Kami mengobrol banyak tentang kehidupan masing-masing selama di Jepang. Ms. Shima saat ini sedang menempuh studi PhD di Waseda University, dan melakukan risetnya di NIMS. Untuk proyek ini, beliau membutuhkan waktu sekitar enam bulan, dan masih akan melanjutkan penyelesaian proyek ini.
"Saya berharap bisa merampungkan riset saya segera," ujar beliau.
"Mmm, sorry I want to ask you something. Selama tinggal di Jepang, bagaimana Anda menjalani kehidupan sebagai seorang muslim?" tanya saya penasaran.
"Well, di sini sangat menyenangkan. Saya bisa beribadah dengan baik. Orang-orang sangat menghargai keberadaan saya. Jauh lebih baik dibandingkan dengan negara Barat. Di Jepang, orang tidak menyukaimu bukan karena agamamu, tapi jika kamu terlihat berbeda dengan mereka.
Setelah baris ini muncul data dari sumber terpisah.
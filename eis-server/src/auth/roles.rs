//! Roles, permission codes and the table that binds them.
//!
//! Permissions, not roles, gate every operation. Roles only decide which
//! permissions a user carries, their rank in the office hierarchy, and whether
//! they see every puskesmas or just their own.

use std::collections::HashSet;
use std::fmt;
use std::str::FromStr;

use serde::{Deserialize, Serialize};
use thiserror::Error;

/// Capability codes carried in the session credential.
#[derive(Debug, Clone, Copy, PartialEq, Eq, Hash, Serialize, Deserialize)]
#[serde(rename_all = "SCREAMING_SNAKE_CASE")]
pub enum PermissionCode {
    ViewDashboard,
    ViewAllPuskesmas,
    ViewOwnPuskesmas,
    ViewAggregatedData,
    ExportReports,
    SyncData,
    ManageUsers,
    ManageSettings,
}

impl PermissionCode {
    pub const ALL: [PermissionCode; 8] = [
        PermissionCode::ViewDashboard,
        PermissionCode::ViewAllPuskesmas,
        PermissionCode::ViewOwnPuskesmas,
        PermissionCode::ViewAggregatedData,
        PermissionCode::ExportReports,
        PermissionCode::SyncData,
        PermissionCode::ManageUsers,
        PermissionCode::ManageSettings,
    ];

    pub fn as_str(&self) -> &'static str {
        match self {
            PermissionCode::ViewDashboard => "VIEW_DASHBOARD",
            PermissionCode::ViewAllPuskesmas => "VIEW_ALL_PUSKESMAS",
            PermissionCode::ViewOwnPuskesmas => "VIEW_OWN_PUSKESMAS",
            PermissionCode::ViewAggregatedData => "VIEW_AGGREGATED_DATA",
            PermissionCode::ExportReports => "EXPORT_REPORTS",
            PermissionCode::SyncData => "SYNC_DATA",
            PermissionCode::ManageUsers => "MANAGE_USERS",
            PermissionCode::ManageSettings => "MANAGE_SETTINGS",
        }
    }
}

impl fmt::Display for PermissionCode {
    fn fmt(&self, f: &mut fmt::Formatter<'_>) -> fmt::Result {
        f.write_str(self.as_str())
    }
}

/// Office roles, from the head of the district health office down to
/// single-puskesmas staff.
#[derive(Debug, Clone, Copy, PartialEq, Eq, Hash, Serialize, Deserialize)]
#[serde(rename_all = "SCREAMING_SNAKE_CASE")]
pub enum RoleCode {
    KepalaDinas,
    SekretarisDinas,
    KepalaBidang,
    AdminDinas,
    StaffDinas,
    KepalaPuskesmas,
    StaffPuskesmas,
}

/// Unknown role code in storage or input.
#[derive(Debug, Error, PartialEq, Eq)]
#[error("unknown role code: {0}")]
pub struct UnknownRole(pub String);

use PermissionCode::*;

const DINAS_LEADERSHIP: &[PermissionCode] = &[
    ViewDashboard,
    ViewAllPuskesmas,
    ViewOwnPuskesmas,
    ViewAggregatedData,
    ExportReports,
];

const ADMIN_DINAS: &[PermissionCode] = &[
    ViewDashboard,
    ViewAllPuskesmas,
    ViewOwnPuskesmas,
    ViewAggregatedData,
    ExportReports,
    SyncData,
    ManageUsers,
    ManageSettings,
];

const STAFF_DINAS: &[PermissionCode] = &[
    ViewDashboard,
    ViewAllPuskesmas,
    ViewOwnPuskesmas,
    ViewAggregatedData,
];

const KEPALA_PUSKESMAS: &[PermissionCode] = &[
    ViewDashboard,
    ViewOwnPuskesmas,
    ViewAggregatedData,
    ExportReports,
    SyncData,
    ManageUsers,
];

const STAFF_PUSKESMAS: &[PermissionCode] = &[ViewDashboard, ViewOwnPuskesmas, SyncData];

impl RoleCode {
    pub const ALL: [RoleCode; 7] = [
        RoleCode::KepalaDinas,
        RoleCode::SekretarisDinas,
        RoleCode::KepalaBidang,
        RoleCode::AdminDinas,
        RoleCode::StaffDinas,
        RoleCode::KepalaPuskesmas,
        RoleCode::StaffPuskesmas,
    ];

    pub fn as_str(&self) -> &'static str {
        match self {
            RoleCode::KepalaDinas => "KEPALA_DINAS",
            RoleCode::SekretarisDinas => "SEKRETARIS_DINAS",
            RoleCode::KepalaBidang => "KEPALA_BIDANG",
            RoleCode::AdminDinas => "ADMIN_DINAS",
            RoleCode::StaffDinas => "STAFF_DINAS",
            RoleCode::KepalaPuskesmas => "KEPALA_PUSKESMAS",
            RoleCode::StaffPuskesmas => "STAFF_PUSKESMAS",
        }
    }

    /// Position in the office hierarchy. Lower means broader access.
    pub fn rank(&self) -> u8 {
        match self {
            RoleCode::KepalaDinas => 1,
            RoleCode::SekretarisDinas => 2,
            RoleCode::KepalaBidang | RoleCode::AdminDinas => 3,
            RoleCode::StaffDinas => 4,
            RoleCode::KepalaPuskesmas => 5,
            RoleCode::StaffPuskesmas => 6,
        }
    }

    /// District-level roles see every puskesmas without a facility filter.
    pub fn is_district_level(&self) -> bool {
        !matches!(self, RoleCode::KepalaPuskesmas | RoleCode::StaffPuskesmas)
    }

    pub fn permissions(&self) -> &'static [PermissionCode] {
        match self {
            RoleCode::KepalaDinas | RoleCode::SekretarisDinas | RoleCode::KepalaBidang => {
                DINAS_LEADERSHIP
            }
            RoleCode::AdminDinas => ADMIN_DINAS,
            RoleCode::StaffDinas => STAFF_DINAS,
            RoleCode::KepalaPuskesmas => KEPALA_PUSKESMAS,
            RoleCode::StaffPuskesmas => STAFF_PUSKESMAS,
        }
    }
}

impl fmt::Display for RoleCode {
    fn fmt(&self, f: &mut fmt::Formatter<'_>) -> fmt::Result {
        f.write_str(self.as_str())
    }
}

impl FromStr for RoleCode {
    type Err = UnknownRole;

    fn from_str(s: &str) -> Result<Self, Self::Err> {
        RoleCode::ALL
            .into_iter()
            .find(|role| role.as_str() == s)
            .ok_or_else(|| UnknownRole(s.to_string()))
    }
}

/// Inconsistency found in the role table.
#[derive(Debug, Error, PartialEq, Eq)]
pub enum RoleTableError {
    #[error("role {0} has no permissions")]
    Empty(RoleCode),

    #[error("role {0} lists {1} more than once")]
    Duplicate(RoleCode, PermissionCode),

    #[error("district-level role {0} lacks VIEW_ALL_PUSKESMAS")]
    DistrictWithoutAllPuskesmas(RoleCode),

    #[error("facility-scoped role {0} must not hold VIEW_ALL_PUSKESMAS")]
    ScopedWithAllPuskesmas(RoleCode),
}

/// Check the role table once at startup.
pub fn validate_role_table() -> Result<(), RoleTableError> {
    for role in RoleCode::ALL {
        let perms = role.permissions();
        if perms.is_empty() {
            return Err(RoleTableError::Empty(role));
        }

        let mut seen = HashSet::new();
        for perm in perms {
            if !seen.insert(*perm) {
                return Err(RoleTableError::Duplicate(role, *perm));
            }
        }

        let sees_all = seen.contains(&ViewAllPuskesmas);
        if role.is_district_level() && !sees_all {
            return Err(RoleTableError::DistrictWithoutAllPuskesmas(role));
        }
        if !role.is_district_level() && sees_all {
            return Err(RoleTableError::ScopedWithAllPuskesmas(role));
        }
    }
    Ok(())
}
Tapi, selama kamu bisa menjelaskan mengapa kamu berbeda, semua akan baik-baik saja. Mereka bisa menerima itu," kata Ms. Shima.
"Bagaimana dengan komunitas warga Mesir? Saya beberapa kali bertemu orang Mesir selama di Jepang. Di Sengen, saat ke Tokyo juga."
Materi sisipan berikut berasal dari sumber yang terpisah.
//! EIS Server - dashboard API and SIMPUS webhook receiver.
//!
//! Loads configuration, opens the store, and serves the router until
//! SIGINT/SIGTERM.

use std::net::SocketAddr;

use anyhow::{Context, Result};
use tokio::{net::TcpListener, signal};
use tracing::{info, warn};
use tracing_subscriber::{fmt, layer::SubscriberExt, util::SubscriberInitExt, EnvFilter};

use eis::auth::validate_role_table;
use eis::{router, AppState, Config, Store, TokenService, WebhookVerifier};

#[tokio::main]
async fn main() -> Result<()> {
    if let Err(e) = dotenvy::dotenv() {
        if !e.not_found() {
            return Err(e).context("Failed to read .env");
        }
    }

    // Initialize structured JSON logging
    let filter =
        EnvFilter::try_from_default_env().unwrap_or_else(|_| EnvFilter::new("info"));

    tracing_subscriber::registry()
        .with(filter)
        .with(fmt::layer().json().flatten_event(true))
        .init();

    info!("web_server_starting");

    validate_role_table().context("Role table is inconsistent")?;

    // Load configuration
    let config = Config::from_env();
    info!(
        port = config.port,
        database_path = %config.database_path,
        production = config.is_production(),
        jwt_secret_configured = config.jwt_secret.is_some(),
        webhook_secret_configured = config.webhook_secret.is_some(),
        webhook_signature_max_age = config.webhook_signature_max_age,
        "config_loaded"
    );

    let jwt_secret = config.jwt_secret().context("Invalid session configuration")?;
    let tokens = TokenService::new(&jwt_secret).context("Invalid JWT_SECRET")?;

    let webhook_secret = config
        .webhook_secret()
        .context("Invalid webhook configuration")?;
    let webhook = WebhookVerifier::new(&webhook_secret, config.webhook_signature_max_age)
        .context("Invalid SIMPUS_WEBHOOK_SECRET")?;

    if !config.is_production() {
        warn!("running_in_development_mode");
    }

    let store = Store::open(&config.database_path).context("Failed to open database")?;

    let addr = SocketAddr::from(([0, 0, 0, 0], config.port));
    let app = router(AppState::new(config, store, tokens, webhook));

    // Bind to address
    let listener = TcpListener::bind(addr)
        .await
        .context("Failed to bind to address")?;

    info!(address = %addr, "web_server_listening");

    // Run server with graceful shutdown
    axum::serve(listener, app)
        .with_graceful_shutdown(shutdown_signal())
        .await
        .context("Server error")?;

    info!("web_server_shutdown_complete");

    Ok(())
}

/// Create a future that completes when a shutdown signal is received.
async fn shutdown_signal() {
    let ctrl_c = async {
        if let Err(e) = signal::ctrl_c().await {
            warn!(error = %e, "ctrl_c_handler_failed");
            std::future::pending::<()>().await;
        }
    };

    #[cfg(unix)]
    let terminate = async {
        match signal::unix::signal(signal::unix::SignalKind::terminate()) {
            Ok(mut sigterm) => {
                sigterm.recv().await;
            }
            Err(e) => {
                warn!(error = %e, "sigterm_handler_failed");
                std::future::pending::<()>().await;
            }
        }
    };

    #[cfg(not(unix))]
    let terminate = std::future::pending::<()>();

    tokio::select! {
        _ = ctrl_c => info!("Received SIGINT"),
        _ = terminate => info!("Received SIGTERM"),
    }

    info!("web_server_shutting_down");
}
//! Relational store for master, ACL, audit and ingestion data.
//!
//! SQLite-backed. One connection behind a mutex, constructed by the process
//! entry point and handed to whoever needs it. Methods are blocking; async
//! callers go through [`Store::run`], which moves the work onto the blocking
//! pool.

pub mod audit;
pub mod ingestion;
pub mod screening;
pub mod users;

use std::path::Path;
use std::sync::{Arc, Mutex, MutexGuard};

use rusqlite::Connection;
use thiserror::Error;
use tracing::info;

use crate::auth::AccessFilter;

pub use audit::{record_detached, AuditAction, AuditEntry};
pub use ingestion::{IngestOutcome, IngestSummary, IngestionLog, IngestionStatus, Totals};
pub use screening::{CategorySummary, ScreeningRow};
pub use users::{NewUser, Puskesmas, UserRecord, UserSummary};

/// Storage failures. Always surfaced to callers as internal errors.
#[derive(Debug, Error)]
pub enum StoreError {
    #[error("database error: {0}")]
    Sqlite(#[from] rusqlite::Error),

    #[error("store lock poisoned")]
    LockPoisoned,

    #[error("corrupt row: {0}")]
    Corrupt(String),

    #[error("{0} total overflows")]
    Overflow(&'static str),
}

const SCHEMA: &str = "
CREATE TABLE IF NOT EXISTS puskesmas (
    id TEXT PRIMARY KEY,
    code TEXT NOT NULL UNIQUE,
    name TEXT NOT NULL,
    wilayah_id TEXT
);

CREATE TABLE IF NOT EXISTS users (
    id TEXT PRIMARY KEY,
    email TEXT NOT NULL UNIQUE,
    name TEXT NOT NULL,
    password_hash TEXT NOT NULL,
    role_code TEXT NOT NULL,
    puskesmas_id TEXT REFERENCES puskesmas(id),
    wilayah_id TEXT,
    is_active INTEGER NOT NULL DEFAULT 1,
    last_login_at TEXT
);

CREATE TABLE IF NOT EXISTS audit_logs (
    id TEXT PRIMARY KEY,
    user_id TEXT NOT NULL,
    action TEXT NOT NULL,
    resource TEXT,
    resource_id TEXT,
    details TEXT,
    ip_address TEXT,
    user_agent TEXT,
    created_at TEXT NOT NULL
);

CREATE TABLE IF NOT EXISTS ingestion_logs (
    id TEXT PRIMARY KEY,
    event_type TEXT NOT NULL,
    puskesmas_id TEXT NOT NULL REFERENCES puskesmas(id),
    batch_id TEXT NOT NULL,
    payload TEXT NOT NULL,
    status TEXT NOT NULL,
    error TEXT,
    received_at TEXT NOT NULL,
    processed_at TEXT
);

CREATE UNIQUE INDEX IF NOT EXISTS ingestion_logs_idempotency
    ON ingestion_logs (event_type, puskesmas_id, batch_id)
    WHERE status <> 'failed';

CREATE TABLE IF NOT EXISTS screening_results (
    puskesmas_id TEXT NOT NULL REFERENCES puskesmas(id),
    kategori TEXT NOT NULL,
    month INTEGER NOT NULL,
    year INTEGER NOT NULL,
    sasaran INTEGER NOT NULL CHECK (sasaran BETWEEN 0 AND 2147483647),
    diperiksa INTEGER NOT NULL CHECK (diperiksa BETWEEN 0 AND 2147483647),
    perlu_perawatan INTEGER NOT NULL CHECK (perlu_perawatan BETWEEN 0 AND 2147483647),
    ingestion_id TEXT NOT NULL,
    updated_at TEXT NOT NULL,
    PRIMARY KEY (puskesmas_id, kategori, month, year)
);
";

/// Handle to the relational store. Cheap to clone.
#[derive(Clone)]
pub struct Store {
    conn: Arc<Mutex<Connection>>,
}

impl Store {
    /// Open or create the database file.
    pub fn open(path: impl AsRef<Path>) -> Result<Self, StoreError> {
        let path = path.as_ref();
        let conn = Connection::open(path)?;

        // WAL lets readers proceed while an ingestion transaction is open
        conn.execute_batch("PRAGMA journal_mode=WAL;")?;

        let store = Self::init(conn)?;
        info!(path = %path.display(), "store_opened");
        Ok(store)
    }

    pub fn open_in_memory() -> Result<Self, StoreError> {
        Self::init(Connection::open_in_memory()?)
    }

    fn init(conn: Connection) -> Result<Self, StoreError> {
        conn.execute_batch("PRAGMA foreign_keys=ON;")?;
        conn.execute_batch(SCHEMA)?;
        Ok(Self {
            conn: Arc::new(Mutex::new(conn)),
        })
    }

    pub(crate) fn lock(&self) -> Result<MutexGuard<'_, Connection>, StoreError> {
        self.conn.lock().map_err(|_| StoreError::LockPoisoned)
    }

    /// Run blocking store work from async code.
    pub async fn run<F, T>(&self, f: F) -> crate::error::Result<T>
    where
        F: FnOnce(&Store) -> crate::error::Result<T> + Send + 'static,
        T: Send + 'static,
    {
        let store = self.clone();
        tokio::task::spawn_blocking(move || f(&store)).await?
    }
}

/// Render an [`AccessFilter`] as a WHERE fragment over the given columns.
///
/// An unrestricted filter yields `1 = 1`.
pub(crate) fn scope_clause(
    filter: &AccessFilter,
    puskesmas_col: &str,
    wilayah_col: &str,
) -> (String, Vec<String>) {
    if filter.is_unrestricted() {
        return ("1 = 1".to_string(), Vec::new());
    }

    let mut conditions = Vec::new();
    let mut params = Vec::new();

    if let Some(id) = &filter.puskesmas_id {
        conditions.push(format!("{} = ?", puskesmas_col));
        params.push(id.clone());
    }
    if let Some(id) = &filter.wilayah_id {
        conditions.push(format!("{} = ?", wilayah_col));
        params.push(id.clone());
    }

    (conditions.join(" AND "), params)
}
//! EIS Dinkes - access control and signed ingestion for the district health
//! executive dashboard.
//!
//! This library provides shared modules for the two binaries:
//! - `eis-server`: dashboard API and the SIMPUS webhook receiver
//! - `eis-admin`: seeding and operator tooling
//!
//! ## Architecture
//!
//! ```text
//! Browser → auth gate → UserContext::authorize → Store (AccessFilter)
//! SIMPUS  → read_body → WebhookVerifier → ScreeningPayload → Store::ingest_screening
//! ```

pub mod auth;
pub mod config;
pub mod error;
pub mod store;
pub mod web;
pub mod webhook;

// Re-export commonly used types
pub use auth::{TokenService, UserContext};
pub use config::Config;
pub use error::{EisError, ErrorKind, Result};
pub use store::Store;
pub use web::{router, AppState};
pub use webhook::WebhookVerifier;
"Yah, di sini cukup banyak orang Mesir, tapi tidak sebanyak orang Indonesia."
Saya tersenyum. "Saya juga tidak menyangka akan bertemu banyak orang Indonesia di sini. Saat mengetahui ada banyak orang Indonesia di Tsukuba, yang bisa saya ucapkan hanya 'Alhamdulillah'."
Ms. Shima tersenyum. "Alhamdulillah, syukurlah kalau begitu,"
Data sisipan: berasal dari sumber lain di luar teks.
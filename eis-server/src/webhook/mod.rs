//! Inbound webhook authentication and decoding.
//!
//! A delivery goes through, in order:
//! 1. `body::read_body`: gunzip if needed, keep the exact signed bytes
//! 2. `WebhookVerifier::verify`: HMAC-SHA256 and replay window
//! 3. `ScreeningPayload::parse` / `validate`: shape and value checks
//!
//! Only then may the ingestion store apply it.

pub mod body;
pub mod payload;
pub mod signature;

pub use body::read_body;
pub use payload::{
    FacilityRef, ScreeningBatch, ScreeningItem, ScreeningPayload, MAX_COUNT, SCREENING_EVENT,
};
pub use signature::{
    compute_signature, parse_signature_header, signature_header, SignatureHeader,
    WebhookVerifier, DEFAULT_TOLERANCE_SECONDS, SIGNATURE_HEADER,
};
use axum_extra::extract::cookie::{Cookie, SameSite};
use time::Duration;

use crate::auth::token::{REFRESH_TTL_SECONDS, SESSION_TTL_SECONDS};

/// Refresh credentials are only ever sent to the auth routes.
const REFRESH_COOKIE_PATH: &str = "/api/auth";

/// Create session cookie.
pub(super) fn session_cookie(name: &str, token: &str, secure: bool) -> Cookie<'static> {
    Cookie::build((name.to_string(), token.to_string()))
        .http_only(true)
        .secure(secure)
        .same_site(SameSite::Lax)
        .path("/")
        .max_age(Duration::seconds(SESSION_TTL_SECONDS))
        .build()
}

/// Create refresh cookie.
pub(super) fn refresh_cookie(name: &str, token: &str, secure: bool) -> Cookie<'static> {
    Cookie::build((name.to_string(), token.to_string()))
        .http_only(true)
        .secure(secure)
        .same_site(SameSite::Lax)
        .path(REFRESH_COOKIE_PATH)
        .max_age(Duration::seconds(REFRESH_TTL_SECONDS))
        .build()
}

/// Create removal cookie for session.
pub(super) fn clear_session_cookie(name: &str) -> Cookie<'static> {
    Cookie::build((name.to_string(), ""))
        .path("/")
        .max_age(Duration::ZERO)
        .build()
}

/// Create removal cookie for refresh.
pub(super) fn clear_refresh_cookie(name: &str) -> Cookie<'static> {
    Cookie::build((name.to_string(), ""))
        .path(REFRESH_COOKIE_PATH)
        .max_age(Duration::ZERO)
        .build()
}
//! Identity and access layer.
//!
//! Provides:
//! - Role and permission codes with the role → permission table
//! - Session credential issuance and verification (HS256 JWT)
//! - Password hashing with Argon2
//! - The per-request [`UserContext`] and its scope predicates
//! - The request gate that turns a credential into a [`CurrentUser`]

pub mod context;
pub mod gate;
pub mod password;
pub mod roles;
pub mod token;

pub use context::{AccessFilter, FacilityScope, UserContext};
pub use gate::{authenticate, extract_bearer_token, CurrentUser};
pub use password::{hash_password, verify_password};
pub use roles::{validate_role_table, PermissionCode, RoleCode};
pub use token::{RefreshClaims, SessionClaims, SessionInput, TokenService};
"Menurut Anda sendiri, bagaimana fasilitas riset yang ada di NIMS?"
"So much better. Bahkan dibandingkan dengan laboratorium kampus di Jepang, fasilitas NIMS jauh lebih baik. Karena itu, ini kesempatan yang sangat luar biasa untuk kamu bisa magang di sini," kata beliau.
Ms. Shima dan poster beliau |
"Dalam riset ini, saya dan rekan tim saya mendemonstrasikan bagaimana boron-nitride nanotubes (BNNTs) dapat digunakan sebagai nanocarrier untuk contoh obat, curcumin. Curcumin merupakan agen terapi potensial, misalnya anti-inflamatori, properti oksidan dan mikrobial. Nanotube dilarutkan dalam larutan curcumin, kemudian aktivitas curcumin dianalisis. Hasilnya, curcumin mampu mengaktifkan makrofag, sedangkan aktivitas curcumin yang tidak tergabung dalam nanotube menjadi tertahan," ujar Mr. Jukka Niskanen, sang pemilik poster, menjelaskan ke saya.
"That's interesting. Selanjutnya, apa rencana Anda untuk proyek ini?" tanya saya.
"Well, proyek ini belum sepenuhnya selesai. Sayangnya, Jumat ini saya harus kembali ke Kanada karena kontrak saya telah usai," jawabnya lalu tertawa kecil.
"Aaahh...sayang sekali. Anda berencana kembali ke sini tidak?" tanya saya.
"Tentu. Tahun depan saya akan mengajukan aplikasi untuk Post-Doc, jadi saya rasa masih ada peluang melanjutkan proyek ini," katanya lalu tersenyum.
"Well, thank you so much for your explanation. Good luck for you," ujar saya lalu pamit.